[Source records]

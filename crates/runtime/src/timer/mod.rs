// SPDX-License-Identifier: AGPL-3.0-or-later
// Copyright (c) 2025 ReifyDB

//! Timers bound to a strand.
//!
//! Deadlines are kept by the engine's coordinator thread. When one expires
//! its callback is posted into the owning strand, so it never races other
//! work of that strand.

pub(crate) mod scheduler;
mod sleep;

use std::{
	sync::{
		Arc,
		atomic::{AtomicU64, Ordering},
	},
	time::Duration,
};

use parking_lot::Mutex;
pub use scheduler::TimerHandle;
pub use sleep::Sleep;
use tracing::warn;

use crate::{error::Result, strand::Strand};

struct TimerState {
	generation: AtomicU64,
	pending: Mutex<Option<TimerHandle>>,
}

/// A single re-armable deadline on a strand. Dropping the timer cancels it.
pub struct Timer {
	strand: Strand,
	state: Arc<TimerState>,
}

impl Timer {
	pub(crate) fn new(strand: Strand) -> Self {
		Self {
			strand,
			state: Arc::new(TimerState {
				generation: AtomicU64::new(0),
				pending: Mutex::new(None),
			}),
		}
	}

	/// Arm the timer; `callback` runs on the strand once `delay` has elapsed.
	///
	/// Arming again before expiry replaces the previous deadline, whose
	/// callback will not run.
	pub fn timeout<F>(&self, delay: Duration, callback: F) -> Result<()>
	where
		F: FnOnce() + Send + 'static,
	{
		let engine = self.strand.inner().engine()?;
		let scheduler = engine.scheduler()?;

		let generation = self.state.generation.fetch_add(1, Ordering::SeqCst) + 1;
		let work = engine.work_guard();
		let strand = self.strand.clone();
		let state = self.state.clone();

		let handle = scheduler.schedule_once(delay, move || {
			let posted = strand.post(move || {
				let _work = work;
				if state.generation.load(Ordering::SeqCst) == generation {
					callback();
				}
			});
			if let Err(err) = posted {
				warn!(strand = strand.id(), %err, "expired timer could not be posted");
			}
		});

		if let Some(previous) = self.state.pending.lock().replace(handle) {
			previous.cancel();
		}
		Ok(())
	}

	/// Disarm the timer. Returns `true` if a deadline was pending.
	pub fn cancel(&self) -> bool {
		self.state.generation.fetch_add(1, Ordering::SeqCst);
		match self.state.pending.lock().take() {
			Some(handle) => handle.cancel(),
			None => false,
		}
	}

	/// Whether a deadline is armed and has not expired yet.
	pub fn is_pending(&self) -> bool {
		self.state.pending.lock().as_ref().is_some_and(|handle| !handle.is_cancelled())
	}

	pub fn strand(&self) -> &Strand {
		&self.strand
	}
}

impl Drop for Timer {
	fn drop(&mut self) {
		self.cancel();
	}
}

[Aim of the exercise]
Retype the records above in full. Every word should match.

[Completed task]
filename crates/runtime/src/timer/mod.rs
// SPDX-License-Identifier: AGPL-3.0-or-later
// Copyright (c) 2025 ReifyDB

//! Timers bound to a strand.
//!
//! Deadlines are kept by the engine's coordinator thread. When one expires
//! its callback is posted into the owning strand, so it never races other
//! work of that strand.

pub(crate) mod scheduler;
mod sleep;

use std::{
	sync::{
		Arc,
		atomic::{AtomicU64, Ordering},
	},
	time::Duration,
};

use parking_lot::Mutex;
pub use scheduler::TimerHandle;
pub use sleep::Sleep;
use tracing::warn;

use crate::{error::Result, strand::Strand};

struct TimerState {
	generation: AtomicU64,
	pending: Mutex<Option<TimerHandle>>,
}

/// A single re-armable deadline on a strand. Dropping the timer cancels it.
pub struct Timer {
	strand: Strand,
	state: Arc<TimerState>,
}

impl Timer {
	pub(crate) fn new(strand: Strand) -> Self {
		Self {
			strand,
			state: Arc::new(TimerState {
				generation: AtomicU64::new(0),
				pending: Mutex::new(None),
			}),
		}
	}

	/// Arm the timer; `callback` runs on the strand once `delay` has elapsed.
	///
	/// Arming again before expiry replaces the previous deadline, whose
	/// callback will not run.
	pub fn timeout<F>(&self, delay: Duration, callback: F) -> Result<()>
	where
		F: FnOnce() + Send + 'static,
	{
		let engine = self.strand.inner().engine()?;
		let scheduler = engine.scheduler()?;

		let generation = self.state.generation.fetch_add(1, Ordering::SeqCst) + 1;
		let work = engine.work_guard();
		let strand = self.strand.clone();
		let state = self.state.clone();

		let handle = scheduler.schedule_once(delay, move || {
			let posted = strand.post(move || {
				let _work = work;
				if state.generation.load(Ordering::SeqCst) == generation {
					callback();
				}
			});
			if let Err(err) = posted {
				warn!(strand = strand.id(), %err, "expired timer could not be posted");
			}
		});

		if let Some(previous) = self.state.pending.lock().replace(handle) {
			previous.cancel();
		}
		Ok(())
	}

	/// Disarm the timer. Returns `true` if a deadline was pending.
	pub fn cancel(&self) -> bool {
		self.state.generation.fetch_add(1, Ordering::SeqCst);
		match self.state.pending.lock().take() {
			Some(handle) => handle.cancel(),
			None => false,
		}
	}

	/// Whether a deadline is armed and has not expired yet.
	pub fn is_pending(&self) -> bool {
		self.state.pending.lock().as_ref().is_some_and(|handle| !handle.is_cancelled())
	}

	pub fn strand(&self) -> &Strand {
		&self.strand
	}
}

impl Drop for Timer {
	fn drop(&mut self) {
		self.cancel();
	}
}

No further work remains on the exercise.